-- Data shown --
Start of Block
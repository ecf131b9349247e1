//! reflow-reader command line entry point.

use clap::Parser;
use reflow_reader::{
    backend::{ChapterCatalog, ChapterId, LocalBackend, ReadingContext},
    config::{Cli, Command, Config, ProgressCommand, ViewArgs},
    document::ContentDocument,
    geometry::{DocumentGeometry, FlowGeometry, Size},
    layout::LayoutCoordinator,
    locator,
    overlay::OverlayInjector,
    pager,
    session::{ReaderEvent, ReaderSession},
    store::{Database, timestamp_to_datetime},
};
use serde::Serialize;
use std::path::{Path, PathBuf};
use tokio::sync::mpsc;
use tracing_subscriber::{layer::SubscriberExt, util::SubscriberInitExt};

#[tokio::main(flavor = "current_thread")]
async fn main() -> anyhow::Result<()> {
    let cli = Cli::parse();

    tracing_subscriber::registry()
        .with(
            tracing_subscriber::EnvFilter::try_from_default_env()
                .unwrap_or_else(|_| "reflow_reader=info".into()),
        )
        .with(tracing_subscriber::fmt::layer().with_writer(std::io::stderr))
        .init();

    // Find or load config
    let config_path = cli.config.clone().or_else(Config::find_config_file);

    let config = if let Some(ref path) = config_path {
        Config::load(path)?
    } else {
        Config::default()
    };

    match cli.command {
        Command::Init { force } => cmd_init(force),
        Command::Inspect { file, offset, view } => cmd_inspect(&config, &file, offset, &view).await,
        Command::Read {
            dir,
            chapter,
            steps,
            backward,
            view,
        } => cmd_read(&config, &dir, chapter, steps, backward, &view).await,
        Command::Progress { action } => cmd_progress(action, &config),
    }
}

/// Initialize config and database.
fn cmd_init(force: bool) -> anyhow::Result<()> {
    let config_path = PathBuf::from("config.toml");

    if config_path.exists() && !force {
        anyhow::bail!(
            "Config file already exists: {}. Use --force to overwrite.",
            config_path.display()
        );
    }

    std::fs::write(&config_path, Config::generate_default())?;
    println!("Created config file: {}", config_path.display());

    let config = Config::default();
    let _db = Database::open(&config.database.path)?;
    println!("Initialized database: {}", config.database.path.display());

    println!("\nEdit config.toml to configure the reader.");
    println!("Then run: reflow-reader read /path/to/chapter-pages");

    Ok(())
}

/// Apply CLI overrides to the configured reader settings.
fn view_config(config: &Config, view: &ViewArgs) -> (Size, reflow_reader::layout::ReaderSettings) {
    let mut reader = config.reader.clone();
    if let Some(mode) = view.mode {
        reader.layout_mode = mode;
    }
    if let Some(direction) = view.direction {
        reader.writing_direction = direction;
    }
    let size = Size::new(
        view.width.unwrap_or(reader.viewport_width),
        view.height.unwrap_or(reader.viewport_height),
    );
    (size, reader.settings())
}

#[derive(Serialize)]
struct InspectReport<'a> {
    file: String,
    layout: &'a reflow_reader::layout::AppliedLayout,
    scroll_offset: f64,
    scroll_extent: f64,
    virtual_page: pager::VirtualPage,
    locator: Option<String>,
    markers: &'a [reflow_reader::overlay::BookmarkMarker],
}

/// Lay out one page and print what the reader would see.
async fn cmd_inspect(config: &Config, file: &Path, offset: f64, view: &ViewArgs) -> anyhow::Result<()> {
    let (size, settings) = view_config(config, view);
    let markup = tokio::fs::read_to_string(file).await?;
    let mut doc = ContentDocument::parse(&markup, 0)?;
    let mut geometry = FlowGeometry::new(size);

    let mut coordinator = LayoutCoordinator::new();
    let layout = coordinator.apply(&mut doc, &mut geometry, &settings);
    geometry.scroll_to(offset, layout.scroll_axis());

    let metrics = geometry.metrics(layout.scroll_axis());
    let virtual_page = pager::measure(&geometry, &layout);
    let anchor = locator::locate(&doc, &geometry, &layout, config.reader.chrome_height);
    let mut overlay = OverlayInjector::new(config.overlay.clone());
    let markers = overlay.refresh(&doc, &geometry);

    let report = InspectReport {
        file: file.display().to_string(),
        layout: &layout,
        scroll_offset: metrics.scroll_offset,
        scroll_extent: metrics.scroll_extent,
        virtual_page,
        locator: anchor.map(String::from),
        markers,
    };
    println!("{}", serde_json::to_string_pretty(&report)?);
    Ok(())
}

/// Open a directory of pages and turn pages through it.
async fn cmd_read(
    config: &Config,
    dir: &Path,
    chapter: i64,
    steps: u32,
    backward: bool,
    view: &ViewArgs,
) -> anyhow::Result<()> {
    let (size, settings) = view_config(config, view);
    let db = Database::open(&config.database.path)?;
    let catalog = ChapterCatalog::from_directory(dir, 1)?;
    let backend = LocalBackend::new(db, catalog);

    let context = ReadingContext {
        library_id: 1,
        series_id: 1,
        volume_id: 1,
        chapter_id: ChapterId(chapter),
        reading_list_id: None,
    };
    let (mut session, mut events) = ReaderSession::new(
        backend,
        FlowGeometry::new(size),
        context,
        settings,
        config.session_options(),
    );

    let result = run_steps(&mut session, steps, backward).await;
    session.close();
    drain_events(&mut events);
    result
}

async fn run_steps(
    session: &mut ReaderSession<LocalBackend, FlowGeometry>,
    steps: u32,
    backward: bool,
) -> anyhow::Result<()> {
    session.open().await?;
    print_position(session);

    for _ in 0..steps {
        if session.is_closed() {
            break;
        }
        if backward {
            if session.prev_disabled() {
                println!("Already at the beginning.");
                break;
            }
            session.prev_page().await?;
        } else {
            if session.next_disabled() {
                println!("Already at the end.");
                break;
            }
            session.next_page().await?;
        }
        print_position(session);
    }
    Ok(())
}

fn print_position(session: &ReaderSession<LocalBackend, FlowGeometry>) {
    let state = session.page_state();
    println!(
        "chapter {} page {}/{} virtual {}/{} at {}",
        session.context().chapter_id,
        state.page_num + 1,
        state.max_pages,
        state.virtual_page,
        state.total_virtual_pages,
        session.locator().map(|l| l.as_str()).unwrap_or("-"),
    );
}

fn drain_events(events: &mut mpsc::UnboundedReceiver<ReaderEvent>) {
    while let Ok(event) = events.try_recv() {
        if let ReaderEvent::Toast { level, message } = event {
            println!("[{:?}] {}", level, message);
        }
    }
}

/// Progress commands.
fn cmd_progress(action: ProgressCommand, config: &Config) -> anyhow::Result<()> {
    let db = Database::open(&config.database.path)?;

    match action {
        ProgressCommand::List => {
            let rows = db.list_progress()?;
            if rows.is_empty() {
                println!("No saved progress.");
            } else {
                println!("{:<8} {:<8} {:<6} {:<17} LOCATOR", "SERIES", "CHAPTER", "PAGE", "UPDATED");
                println!("{}", "-".repeat(80));
                for row in rows {
                    println!(
                        "{:<8} {:<8} {:<6} {:<17} {}",
                        row.series_id,
                        row.chapter_id,
                        row.page_num + 1,
                        timestamp_to_datetime(row.updated_at).format("%Y-%m-%d %H:%M"),
                        row.locator.as_deref().unwrap_or("-"),
                    );
                }
            }
        }
    }

    Ok(())
}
End of Block
-- Work instruction --
Among the lines of the listing, count those holding the string "ProgressCommand" and reply with the count only.

-- Response area --
3